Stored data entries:
★ ★ ★
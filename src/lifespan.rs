//! Lifespan coordinator (C7): the once-per-process startup/shutdown
//! handshake with the hosted application, per `spec.md` §4.7.

use std::error::Error as StdError;

use tokio::sync::mpsc;
use tokio::task::JoinHandle;
use tracing::{error, info, warn};

use crate::ai::{Application, InboundMessage, LifespanScope, OutboundMessage, Receiver, Scope, Sender};
use crate::config::LifespanMode;
use crate::error::{Error, Result};

type BoxError = Box<dyn StdError + Send + Sync>;

const CHANNEL_DEPTH: usize = 2;

#[derive(Debug, Clone, Copy, PartialEq, Eq)]
enum Phase {
    Idle,
    StartupPending,
    Ready,
    ShutdownPending,
    Closed,
}

/// Outcome of attempting the startup handshake.
#[derive(Debug, Clone, Copy, PartialEq, Eq)]
pub(crate) enum StartupOutcome {
    /// The handshake was skipped entirely (`LifespanMode::Off`).
    Skipped,
    /// The application completed startup successfully.
    Ready,
    /// The application raised (or returned without responding) before
    /// completing startup, and the mode tolerates it (`auto`).
    Unsupported,
}

/// Drives one process-scoped lifespan exchange, per `spec.md` §4.7.
pub(crate) struct LifespanCoordinator {
    mode: LifespanMode,
    phase: Phase,
    error_occurred: bool,
    running: Option<Running>,
}

struct Running {
    inbound_tx: mpsc::UnboundedSender<InboundMessage>,
    outbound_rx: mpsc::Receiver<OutboundMessage>,
    task: JoinHandle<std::result::Result<(), BoxError>>,
}

impl LifespanCoordinator {
    pub(crate) fn new(mode: LifespanMode) -> Self {
        Self {
            mode,
            phase: Phase::Idle,
            error_occurred: false,
            running: None,
        }
    }

    pub(crate) fn error_occurred(&self) -> bool {
        self.error_occurred
    }

    /// Runs the startup handshake (`spec.md` §4.7 step 1-2). Must be
    /// called before the supervisor starts accepting connections.
    pub(crate) async fn startup<A: Application>(&mut self, app: A) -> Result<StartupOutcome> {
        if self.mode == LifespanMode::Off {
            self.phase = Phase::Ready;
            return Ok(StartupOutcome::Skipped);
        }

        let (inbound_tx, inbound_rx) = mpsc::unbounded_channel();
        let (outbound_tx, mut outbound_rx) = mpsc::channel(CHANNEL_DEPTH);
        let receive = Receiver::new(inbound_rx);
        let send = Sender::new(outbound_tx);

        let mut task = tokio::spawn(async move {
            app.call(Scope::Lifespan(LifespanScope::default()), receive, send)
                .await
        });

        self.phase = Phase::StartupPending;
        let _ = inbound_tx.send(InboundMessage::LifespanStartup);

        let outcome = tokio::select! {
            biased;
            msg = outbound_rx.recv() => self.handle_startup_message(msg),
            joined = &mut task => self.handle_startup_task_end(joined),
        };

        match outcome {
            Ok(StartupOutcome::Ready) => {
                self.phase = Phase::Ready;
                self.running = Some(Running { inbound_tx, outbound_rx, task });
                Ok(StartupOutcome::Ready)
            }
            Ok(StartupOutcome::Unsupported) => {
                warn!("application did not respond to lifespan.startup before returning; continuing without lifespan support");
                self.phase = Phase::Closed;
                Ok(StartupOutcome::Unsupported)
            }
            Ok(StartupOutcome::Skipped) => unreachable!("Off mode handled above"),
            Err(e) => {
                self.error_occurred = true;
                self.phase = Phase::Closed;
                Err(e)
            }
        }
    }

    fn handle_startup_message(&mut self, msg: Option<OutboundMessage>) -> Result<StartupOutcome> {
        match msg {
            Some(OutboundMessage::LifespanStartupComplete) => Ok(StartupOutcome::Ready),
            Some(OutboundMessage::LifespanStartupFailed { message }) => {
                self.error_occurred = true;
                match self.mode {
                    LifespanMode::On => Err(Error::new_lifespan_startup_failed(message)),
                    LifespanMode::Auto => {
                        warn!("lifespan.startup.failed in auto mode, continuing without lifespan support: {message}");
                        Ok(StartupOutcome::Unsupported)
                    }
                    LifespanMode::Off => unreachable!(),
                }
            }
            Some(_) | None => Ok(StartupOutcome::Unsupported),
        }
    }

    fn handle_startup_task_end(
        &mut self,
        joined: std::result::Result<std::result::Result<(), BoxError>, tokio::task::JoinError>,
    ) -> Result<StartupOutcome> {
        match joined {
            Ok(Ok(())) => Ok(StartupOutcome::Unsupported),
            Ok(Err(e)) => match self.mode {
                LifespanMode::On => Err(Error::new_lifespan_startup_failed(e.to_string())),
                _ => {
                    warn!("lifespan application raised before responding to startup: {e}");
                    Ok(StartupOutcome::Unsupported)
                }
            },
            Err(e) => match self.mode {
                LifespanMode::On => Err(Error::new_lifespan_startup_failed(e.to_string())),
                _ => Ok(StartupOutcome::Unsupported),
            },
        }
    }

    /// Runs the shutdown handshake (`spec.md` §4.7 step 3). No-op if
    /// startup never completed (auto-unsupported or `off`).
    pub(crate) async fn shutdown(&mut self) {
        let Some(mut running) = self.running.take() else {
            return;
        };
        self.phase = Phase::ShutdownPending;
        if running.inbound_tx.send(InboundMessage::LifespanShutdown).is_err() {
            self.phase = Phase::Closed;
            return;
        }

        tokio::select! {
            biased;
            msg = running.outbound_rx.recv() => {
                match msg {
                    Some(OutboundMessage::LifespanShutdownComplete) => {
                        info!("lifespan shutdown complete");
                    }
                    Some(OutboundMessage::LifespanShutdownFailed { message }) => {
                        error!("lifespan.shutdown.failed: {message}");
                        self.error_occurred = true;
                    }
                    _ => {}
                }
            }
            joined = &mut running.task => {
                if let Ok(Err(e)) = joined {
                    error!("lifespan application errored during shutdown: {e}");
                    self.error_occurred = true;
                }
            }
        }
        self.phase = Phase::Closed;
    }
}

#[cfg(test)]
mod tests {
    use super::*;
    use crate::ai::{Receiver as AiReceiver, Sender as AiSender};
    use std::future::Future;

    #[derive(Clone)]
    struct ImmediateReady;

    impl Application for ImmediateReady {
        fn call(
            &self,
            _scope: Scope,
            mut receive: AiReceiver,
            send: AiSender,
        ) -> impl Future<Output = std::result::Result<(), BoxError>> + Send {
            async move {
                loop {
                    match receive.receive().await {
                        InboundMessage::LifespanStartup => {
                            send.send(OutboundMessage::LifespanStartupComplete).await?;
                        }
                        InboundMessage::LifespanShutdown => {
                            send.send(OutboundMessage::LifespanShutdownComplete).await?;
                            return Ok(());
                        }
                        _ => {}
                    }
                }
            }
        }
    }

    #[derive(Clone)]
    struct RaisesBeforeStartup;

    impl Application for RaisesBeforeStartup {
        fn call(
            &self,
            _scope: Scope,
            _receive: AiReceiver,
            _send: AiSender,
        ) -> impl Future<Output = std::result::Result<(), BoxError>> + Send {
            async move { Err("boom".into()) }
        }
    }

    #[tokio::test]
    async fn auto_mode_completes_startup_and_shutdown() {
        let mut coordinator = LifespanCoordinator::new(LifespanMode::Auto);
        let outcome = coordinator.startup(ImmediateReady).await.unwrap();
        assert_eq!(outcome, StartupOutcome::Ready);
        coordinator.shutdown().await;
        assert!(!coordinator.error_occurred());
    }

    #[tokio::test]
    async fn auto_mode_tolerates_unsupported_lifespan() {
        let mut coordinator = LifespanCoordinator::new(LifespanMode::Auto);
        let outcome = coordinator.startup(RaisesBeforeStartup).await.unwrap();
        assert_eq!(outcome, StartupOutcome::Unsupported);
    }

    #[tokio::test]
    async fn on_mode_aborts_on_unsupported_lifespan() {
        let mut coordinator = LifespanCoordinator::new(LifespanMode::On);
        let result = coordinator.startup(RaisesBeforeStartup).await;
        assert!(result.is_err());
    }

    #[tokio::test]
    async fn off_mode_skips_handshake() {
        let mut coordinator = LifespanCoordinator::new(LifespanMode::Off);
        let outcome = coordinator.startup(RaisesBeforeStartup).await.unwrap();
        assert_eq!(outcome, StartupOutcome::Skipped);
    }
}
★ ★ ★
Your assignment: Go to the line holding "async fn off_mode_skips_handshake()" in the entries above and return it, along with every line after it, exactly as written.

Answer for this exercise:
    async fn off_mode_skips_handshake() {
        let mut coordinator = LifespanCoordinator::new(LifespanMode::Off);
        let outcome = coordinator.startup(RaisesBeforeStartup).await.unwrap();
        assert_eq!(outcome, StartupOutcome::Skipped);
    }
}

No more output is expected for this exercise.